Data listing -
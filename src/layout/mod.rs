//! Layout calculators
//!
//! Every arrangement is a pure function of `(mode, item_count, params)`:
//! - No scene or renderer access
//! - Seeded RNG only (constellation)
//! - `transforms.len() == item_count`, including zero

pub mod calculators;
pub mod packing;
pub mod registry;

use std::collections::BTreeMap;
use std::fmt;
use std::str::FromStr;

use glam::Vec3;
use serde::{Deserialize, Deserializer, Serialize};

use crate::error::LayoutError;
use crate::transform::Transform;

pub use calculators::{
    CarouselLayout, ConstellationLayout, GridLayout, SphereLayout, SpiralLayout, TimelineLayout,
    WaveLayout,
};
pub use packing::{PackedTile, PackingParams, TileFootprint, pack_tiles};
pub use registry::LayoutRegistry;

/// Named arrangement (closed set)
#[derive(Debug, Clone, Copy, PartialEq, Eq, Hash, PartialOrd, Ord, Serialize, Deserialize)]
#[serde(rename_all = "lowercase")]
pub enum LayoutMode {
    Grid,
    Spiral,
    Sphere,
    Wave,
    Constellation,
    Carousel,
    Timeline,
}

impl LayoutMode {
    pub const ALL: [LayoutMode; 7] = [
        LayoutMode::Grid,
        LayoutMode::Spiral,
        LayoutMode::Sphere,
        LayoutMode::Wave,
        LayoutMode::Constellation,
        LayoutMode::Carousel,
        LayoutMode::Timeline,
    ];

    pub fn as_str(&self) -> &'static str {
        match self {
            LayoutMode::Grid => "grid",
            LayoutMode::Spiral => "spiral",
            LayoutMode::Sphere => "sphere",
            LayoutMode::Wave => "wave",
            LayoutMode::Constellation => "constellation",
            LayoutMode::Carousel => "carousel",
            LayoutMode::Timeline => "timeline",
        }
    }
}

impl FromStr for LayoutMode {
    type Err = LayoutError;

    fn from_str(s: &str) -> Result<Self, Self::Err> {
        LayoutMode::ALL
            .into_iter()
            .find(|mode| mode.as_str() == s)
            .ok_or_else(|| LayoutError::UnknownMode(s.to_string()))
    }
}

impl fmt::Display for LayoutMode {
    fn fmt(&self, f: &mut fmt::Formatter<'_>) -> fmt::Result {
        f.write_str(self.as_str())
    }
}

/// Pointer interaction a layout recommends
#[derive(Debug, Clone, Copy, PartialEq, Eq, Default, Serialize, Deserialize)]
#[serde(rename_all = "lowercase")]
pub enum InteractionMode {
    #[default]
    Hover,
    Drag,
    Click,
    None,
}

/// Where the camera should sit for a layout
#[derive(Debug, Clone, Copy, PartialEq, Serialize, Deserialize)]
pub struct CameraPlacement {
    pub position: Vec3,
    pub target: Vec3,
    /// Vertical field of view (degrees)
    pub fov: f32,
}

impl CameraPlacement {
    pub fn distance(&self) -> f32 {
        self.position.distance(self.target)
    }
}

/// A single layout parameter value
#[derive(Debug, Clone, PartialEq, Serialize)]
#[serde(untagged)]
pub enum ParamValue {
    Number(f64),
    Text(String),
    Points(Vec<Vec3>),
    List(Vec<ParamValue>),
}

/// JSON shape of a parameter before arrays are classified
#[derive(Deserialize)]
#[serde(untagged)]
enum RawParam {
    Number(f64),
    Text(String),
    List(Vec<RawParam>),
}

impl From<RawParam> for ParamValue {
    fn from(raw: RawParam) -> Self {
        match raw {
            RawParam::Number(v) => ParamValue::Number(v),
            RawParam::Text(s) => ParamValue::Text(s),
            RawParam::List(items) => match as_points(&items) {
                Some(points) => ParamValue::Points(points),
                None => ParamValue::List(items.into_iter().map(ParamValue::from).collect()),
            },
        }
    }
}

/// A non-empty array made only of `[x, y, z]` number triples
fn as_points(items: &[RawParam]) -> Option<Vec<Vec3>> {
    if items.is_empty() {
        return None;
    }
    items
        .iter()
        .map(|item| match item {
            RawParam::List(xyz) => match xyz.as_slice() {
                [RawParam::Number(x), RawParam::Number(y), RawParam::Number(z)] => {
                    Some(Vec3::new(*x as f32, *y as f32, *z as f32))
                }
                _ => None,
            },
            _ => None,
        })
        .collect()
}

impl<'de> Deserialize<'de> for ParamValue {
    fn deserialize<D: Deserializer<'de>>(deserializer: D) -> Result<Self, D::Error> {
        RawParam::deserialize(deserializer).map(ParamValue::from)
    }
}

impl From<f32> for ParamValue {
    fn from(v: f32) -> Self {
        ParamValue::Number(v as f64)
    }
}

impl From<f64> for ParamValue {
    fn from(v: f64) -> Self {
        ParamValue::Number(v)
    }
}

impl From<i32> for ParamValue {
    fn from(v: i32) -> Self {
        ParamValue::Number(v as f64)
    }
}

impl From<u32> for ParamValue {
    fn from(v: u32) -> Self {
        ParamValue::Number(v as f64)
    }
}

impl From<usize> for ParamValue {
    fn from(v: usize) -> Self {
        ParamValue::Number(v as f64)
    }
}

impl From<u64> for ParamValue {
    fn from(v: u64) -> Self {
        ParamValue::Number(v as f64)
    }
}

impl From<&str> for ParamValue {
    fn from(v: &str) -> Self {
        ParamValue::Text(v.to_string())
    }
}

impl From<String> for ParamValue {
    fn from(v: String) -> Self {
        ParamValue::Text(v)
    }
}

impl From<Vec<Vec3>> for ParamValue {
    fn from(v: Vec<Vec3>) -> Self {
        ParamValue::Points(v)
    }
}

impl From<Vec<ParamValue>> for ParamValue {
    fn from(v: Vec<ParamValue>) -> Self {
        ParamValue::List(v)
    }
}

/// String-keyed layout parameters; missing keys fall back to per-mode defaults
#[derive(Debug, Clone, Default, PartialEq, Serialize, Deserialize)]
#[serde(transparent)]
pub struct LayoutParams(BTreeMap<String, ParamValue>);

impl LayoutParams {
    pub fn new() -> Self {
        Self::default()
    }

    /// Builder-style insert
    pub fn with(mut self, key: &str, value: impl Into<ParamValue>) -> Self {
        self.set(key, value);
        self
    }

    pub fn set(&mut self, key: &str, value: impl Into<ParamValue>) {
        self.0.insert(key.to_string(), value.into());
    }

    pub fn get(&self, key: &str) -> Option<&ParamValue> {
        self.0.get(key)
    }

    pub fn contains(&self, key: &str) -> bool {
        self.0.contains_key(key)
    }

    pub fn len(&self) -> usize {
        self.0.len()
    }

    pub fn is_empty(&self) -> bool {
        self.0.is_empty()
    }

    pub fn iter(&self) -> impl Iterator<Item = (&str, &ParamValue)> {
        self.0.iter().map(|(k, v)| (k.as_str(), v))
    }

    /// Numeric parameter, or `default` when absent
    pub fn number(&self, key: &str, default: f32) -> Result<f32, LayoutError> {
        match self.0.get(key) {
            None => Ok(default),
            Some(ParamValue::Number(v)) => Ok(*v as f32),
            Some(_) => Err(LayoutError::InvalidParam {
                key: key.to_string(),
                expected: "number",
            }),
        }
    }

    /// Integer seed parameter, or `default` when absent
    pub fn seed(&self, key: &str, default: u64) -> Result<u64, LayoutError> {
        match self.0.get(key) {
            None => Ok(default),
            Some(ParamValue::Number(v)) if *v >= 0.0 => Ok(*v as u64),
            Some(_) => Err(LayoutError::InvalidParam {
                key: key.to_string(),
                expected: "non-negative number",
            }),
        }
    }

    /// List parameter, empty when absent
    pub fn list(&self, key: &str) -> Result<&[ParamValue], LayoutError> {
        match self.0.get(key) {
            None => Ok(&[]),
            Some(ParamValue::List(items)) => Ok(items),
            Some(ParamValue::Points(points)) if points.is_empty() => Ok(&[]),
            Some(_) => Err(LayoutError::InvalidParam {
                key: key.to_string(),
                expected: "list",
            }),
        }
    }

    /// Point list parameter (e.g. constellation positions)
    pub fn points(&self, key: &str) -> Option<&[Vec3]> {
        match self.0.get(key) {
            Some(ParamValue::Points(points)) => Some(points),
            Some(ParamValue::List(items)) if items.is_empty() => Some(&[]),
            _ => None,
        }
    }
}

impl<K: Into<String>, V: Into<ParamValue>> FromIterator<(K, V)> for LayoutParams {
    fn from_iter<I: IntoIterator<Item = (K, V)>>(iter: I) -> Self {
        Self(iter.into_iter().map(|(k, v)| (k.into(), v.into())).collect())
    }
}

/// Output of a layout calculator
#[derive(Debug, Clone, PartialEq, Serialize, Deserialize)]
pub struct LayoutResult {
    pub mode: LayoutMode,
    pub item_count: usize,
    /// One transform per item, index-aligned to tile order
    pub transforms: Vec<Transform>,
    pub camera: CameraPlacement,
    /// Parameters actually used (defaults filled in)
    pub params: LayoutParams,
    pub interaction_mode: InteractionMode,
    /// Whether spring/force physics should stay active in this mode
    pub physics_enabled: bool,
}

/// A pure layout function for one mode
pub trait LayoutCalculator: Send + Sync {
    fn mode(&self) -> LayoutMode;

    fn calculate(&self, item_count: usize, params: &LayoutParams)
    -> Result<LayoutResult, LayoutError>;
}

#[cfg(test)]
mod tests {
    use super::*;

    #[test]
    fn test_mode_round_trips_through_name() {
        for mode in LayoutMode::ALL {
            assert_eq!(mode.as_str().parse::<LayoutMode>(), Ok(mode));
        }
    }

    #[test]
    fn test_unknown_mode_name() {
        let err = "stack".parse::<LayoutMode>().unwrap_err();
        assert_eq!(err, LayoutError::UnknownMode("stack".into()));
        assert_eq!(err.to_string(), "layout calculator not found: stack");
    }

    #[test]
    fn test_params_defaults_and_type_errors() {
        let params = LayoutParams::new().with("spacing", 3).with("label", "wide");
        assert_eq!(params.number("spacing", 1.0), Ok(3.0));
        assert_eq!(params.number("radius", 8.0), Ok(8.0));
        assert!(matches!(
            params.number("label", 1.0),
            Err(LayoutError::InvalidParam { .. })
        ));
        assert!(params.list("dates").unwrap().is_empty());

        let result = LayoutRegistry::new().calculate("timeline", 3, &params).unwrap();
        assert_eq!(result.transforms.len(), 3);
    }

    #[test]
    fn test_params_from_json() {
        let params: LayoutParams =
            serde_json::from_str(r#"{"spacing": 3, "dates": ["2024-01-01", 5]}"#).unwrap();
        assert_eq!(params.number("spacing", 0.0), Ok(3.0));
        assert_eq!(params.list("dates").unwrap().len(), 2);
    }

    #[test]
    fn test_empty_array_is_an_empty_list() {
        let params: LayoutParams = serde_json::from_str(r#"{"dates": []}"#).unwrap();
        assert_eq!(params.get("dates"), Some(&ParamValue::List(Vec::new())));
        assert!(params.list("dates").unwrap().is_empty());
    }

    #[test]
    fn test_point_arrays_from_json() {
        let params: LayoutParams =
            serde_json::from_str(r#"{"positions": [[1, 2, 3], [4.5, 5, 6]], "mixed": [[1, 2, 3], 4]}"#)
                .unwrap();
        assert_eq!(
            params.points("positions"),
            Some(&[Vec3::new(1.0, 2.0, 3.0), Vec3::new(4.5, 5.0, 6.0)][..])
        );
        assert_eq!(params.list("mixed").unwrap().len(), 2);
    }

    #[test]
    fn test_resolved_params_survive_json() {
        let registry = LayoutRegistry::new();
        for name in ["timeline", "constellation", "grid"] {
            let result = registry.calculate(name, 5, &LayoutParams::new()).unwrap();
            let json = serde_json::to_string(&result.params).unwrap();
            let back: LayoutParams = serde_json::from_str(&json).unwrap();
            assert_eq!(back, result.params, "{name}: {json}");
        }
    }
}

Your instructions - Print exactly, and only, the lines beginning at the top of the listing and ending at the line with "arrangement (closed set)".

Reply -
filename src/layout/mod.rs
//! Layout calculators
//!
//! Every arrangement is a pure function of `(mode, item_count, params)`:
//! - No scene or renderer access
//! - Seeded RNG only (constellation)
//! - `transforms.len() == item_count`, including zero

pub mod calculators;
pub mod packing;
pub mod registry;

use std::collections::BTreeMap;
use std::fmt;
use std::str::FromStr;

use glam::Vec3;
use serde::{Deserialize, Deserializer, Serialize};

use crate::error::LayoutError;
use crate::transform::Transform;

pub use calculators::{
    CarouselLayout, ConstellationLayout, GridLayout, SphereLayout, SpiralLayout, TimelineLayout,
    WaveLayout,
};
pub use packing::{PackedTile, PackingParams, TileFootprint, pack_tiles};
pub use registry::LayoutRegistry;

/// Named arrangement (closed set)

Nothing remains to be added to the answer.